There are actually three primary categories of rubber mold making materials: natural rubber, vulcanizing silicone rubbers, and room temperature vulcanizing (RTV) rubbers, a non-shrinking, no-heat option. Each has its advantages and disadvantages, and as a result, each may be the best choice in certain situations. The key to choosing between them is to understand the properties of all three, and then decide which to use based on what qualities are most important for a given situation.
Natural rubber’s advantages include high tear and tensile strength and a long shelf life. As the industry standard for decades, it’s also a more familiar material to many mold makers.

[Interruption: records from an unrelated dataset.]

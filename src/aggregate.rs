//! Keyword aggregation.
//!
//! Folds the keyword memberships of the store into one [`KeywordRecord`] per
//! distinct keyword string. A word found in several taxonomies gives a single
//! record whose taxonomy set names all of them.
//!
//! # Example
//!
//! ```
//! use keytrend::{KeywordAggregator, KeywordMembership, Taxonomy};
//!
//! let memberships = vec![KeywordMembership {
//!     taxonomy: Taxonomy::IndexTerm,
//!     keyword: "ai".to_string(),
//!     key: "10.1/a".to_string(),
//!     publication_year: 2020,
//!     citations: vec![(2020, 1), (2021, 3)],
//! }];
//!
//! let aggregated = KeywordAggregator::new(2023).aggregate_all(&memberships).unwrap();
//! assert_eq!(aggregated.records["ai"].total_citations, 4);
//! ```

use crate::Taxonomy;
use crate::config::TrendConfig;
use crate::error::{StoreError, Warning};
use crate::stats::{self, ZTrend};
use serde::Serialize;
use std::collections::{BTreeMap, BTreeSet};
use tracing::{info, warn};

/// One (keyword, paper) membership joined with the paper's publication year
/// and its citations per year.
#[derive(Debug, Clone, PartialEq, Eq)]
pub struct KeywordMembership {
    pub taxonomy: Taxonomy,
    pub keyword: String,
    pub key: String,
    pub publication_year: i32,
    /// `(year, count)` citation facts of the paper
    pub citations: Vec<(i32, u32)>,
}

/// Anything that can feed keyword memberships to the aggregator.
///
/// Implemented by [`crate::PaperStore`] and by in-memory membership lists.
pub trait MembershipSource {
    /// Every membership of every taxonomy.
    fn memberships(&self) -> Result<Vec<KeywordMembership>, StoreError>;

    /// Memberships of one literal keyword.
    fn memberships_of(&self, keyword: &str) -> Result<Vec<KeywordMembership>, StoreError> {
        let mut memberships = self.memberships()?;
        memberships.retain(|m| m.keyword == keyword);
        Ok(memberships)
    }
}

impl MembershipSource for [KeywordMembership] {
    fn memberships(&self) -> Result<Vec<KeywordMembership>, StoreError> {
        Ok(self.to_vec())
    }
}

impl MembershipSource for Vec<KeywordMembership> {
    fn memberships(&self) -> Result<Vec<KeywordMembership>, StoreError> {
        self.as_slice().memberships()
    }
}

/// Aggregated statistics of one keyword, or of a union of keywords.
#[derive(Debug, Clone, Default, PartialEq, Serialize)]
pub struct KeywordRecord {
    /// The keyword, or the joined label of a union
    pub word: String,
    /// Taxonomies the keyword was found in
    pub taxonomies: BTreeSet<Taxonomy>,
    /// Citations received per calendar year, summed over all papers
    pub year_to_citations: BTreeMap<i32, u64>,
    /// Sum of `year_to_citations`
    pub total_citations: u64,
    /// Recent citation activity against the yearly mean
    pub z_score: f64,
    /// Keys of the papers carrying the keyword
    pub papers: BTreeSet<String>,
    /// Paper keys by publication year
    pub year_to_papers: BTreeMap<i32, BTreeSet<String>>,
    /// Citations landing in a year on papers published one or two years
    /// earlier; the numerator of the impact factor
    pub year_to_impact_citations: BTreeMap<i32, u64>,
}

impl KeywordRecord {
    /// An empty record for `word`.
    pub fn new(word: impl Into<String>) -> Self {
        Self {
            word: word.into(),
            ..Self::default()
        }
    }

    /// Add one membership. A paper already counted for this keyword only
    /// contributes its taxonomy.
    pub fn add_membership(&mut self, membership: &KeywordMembership) {
        self.taxonomies.insert(membership.taxonomy);
        if !self.papers.insert(membership.key.clone()) {
            return;
        }

        let published = membership.publication_year;
        self.year_to_papers
            .entry(published)
            .or_default()
            .insert(membership.key.clone());

        for &(year, count) in &membership.citations {
            let count = u64::from(count);
            *self.year_to_citations.entry(year).or_default() += count;
            self.total_citations += count;
            if matches!(i64::from(year) - i64::from(published), 1 | 2) {
                *self.year_to_impact_citations.entry(year).or_default() += count;
            }
        }
    }

    /// Merge another record into this one, year by year.
    ///
    /// The per-year maps are summed even for papers both records share, so
    /// a shared paper's citations count twice.
    pub fn merge(&mut self, other: &KeywordRecord) {
        self.taxonomies.extend(other.taxonomies.iter().copied());
        for (&year, &count) in &other.year_to_citations {
            *self.year_to_citations.entry(year).or_default() += count;
        }
        for (&year, &count) in &other.year_to_impact_citations {
            *self.year_to_impact_citations.entry(year).or_default() += count;
        }
        for (&year, keys) in &other.year_to_papers {
            self.year_to_papers
                .entry(year)
                .or_default()
                .extend(keys.iter().cloned());
        }
        self.papers.extend(other.papers.iter().cloned());
        self.total_citations += other.total_citations;
    }

    /// Recompute the z-score against `reference_year`.
    pub fn refresh_z_score(&mut self, reference_year: i32) -> Option<Warning> {
        let (z_score, warning) = stats::z_score(self, reference_year);
        self.z_score = z_score;
        if let Some(warning) = &warning {
            warn!(word = %self.word, "{warning}");
        }
        warning
    }

    /// Impact factor of the keyword in `year`.
    pub fn impact_factor(&self, year: i32) -> f64 {
        stats::impact_factor(self, year)
    }

    /// Trend label of the current z-score.
    pub fn trend(&self) -> ZTrend {
        ZTrend::from_z(self.z_score)
    }
}

/// The outcome of an aggregation pass.
#[derive(Debug, Clone, Default, PartialEq)]
pub struct Aggregated {
    /// Records by keyword
    pub records: BTreeMap<String, KeywordRecord>,
    /// Data-quality warnings raised while scoring
    pub warnings: Vec<Warning>,
}

/// Builds keyword records from a [`MembershipSource`].
#[derive(Debug, Clone, Copy)]
pub struct KeywordAggregator {
    reference_year: i32,
}

impl KeywordAggregator {
    /// Aggregator scoring against `reference_year`.
    pub fn new(reference_year: i32) -> Self {
        Self { reference_year }
    }

    /// Aggregator using the reference year of a configuration.
    pub fn from_config(config: &TrendConfig) -> Self {
        Self::new(config.reference_year())
    }

    pub fn reference_year(&self) -> i32 {
        self.reference_year
    }

    /// Aggregate every keyword of the source.
    pub fn aggregate_all<S>(&self, source: &S) -> Result<Aggregated, StoreError>
    where
        S: MembershipSource + ?Sized,
    {
        let memberships = source.memberships()?;
        let aggregated = self.fold(&memberships, "*");
        info!(
            memberships = memberships.len(),
            keywords = aggregated.records.len(),
            "aggregated keyword citations"
        );
        Ok(aggregated)
    }

    /// Aggregate a single keyword, giving the record the full pass would
    /// give for it.
    pub fn aggregate_keyword<S>(&self, source: &S, keyword: &str) -> Result<Aggregated, StoreError>
    where
        S: MembershipSource + ?Sized,
    {
        let memberships = source.memberships_of(keyword)?;
        Ok(self.fold(&memberships, keyword))
    }

    fn fold(&self, memberships: &[KeywordMembership], query: &str) -> Aggregated {
        let mut records: BTreeMap<String, KeywordRecord> = BTreeMap::new();
        for membership in memberships {
            records
                .entry(membership.keyword.clone())
                .or_insert_with(|| KeywordRecord::new(&membership.keyword))
                .add_membership(membership);
        }

        let mut warnings: Vec<Warning> = records
            .values_mut()
            .filter_map(|record| record.refresh_z_score(self.reference_year))
            .collect();

        if records.values().all(|record| record.total_citations == 0) {
            let warning = Warning::EmptyResult {
                query: query.to_string(),
            };
            warn!("{warning}");
            warnings.push(warning);
        }

        Aggregated { records, warnings }
    }
}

Tensile strength is commonly measured by the number of pounds per square inch (psi) required to tear a standard sample. Natural rubber can withstand up to 3,000 to 3,500 psi, while silicone rubbers can handle 1,000 to 1,400 psi. RTVs are the most prone to tearing at 100 to 200 psi.
This greater tensile strength means that natural rubber molds normally last longer in production situations. While natural rubber molds may be used thousands of times before deteriorating, silicone molds typically withstand hundreds of uses, while some putty-type RTVs may be usable for only 10 to 30 waxes.
Because they have been in use for decades, natural rubber molds have been proven to remain usable for up to 50 years under ideal storage conditions. Although silicones may demonstrate similar staying power, their more recent introduction (in the 1970s) means their storability for long periods of time is relatively untested. RTVs can be less stable, because some are susceptible to moisture and will deteriorate more quickly if exposed to atmospheric humidity. (Pre-vulcanized shelf life for natural rubber and vulcanizing silicone rubbers is about the same at one year. RTV silicones are typically good for approximately six months.)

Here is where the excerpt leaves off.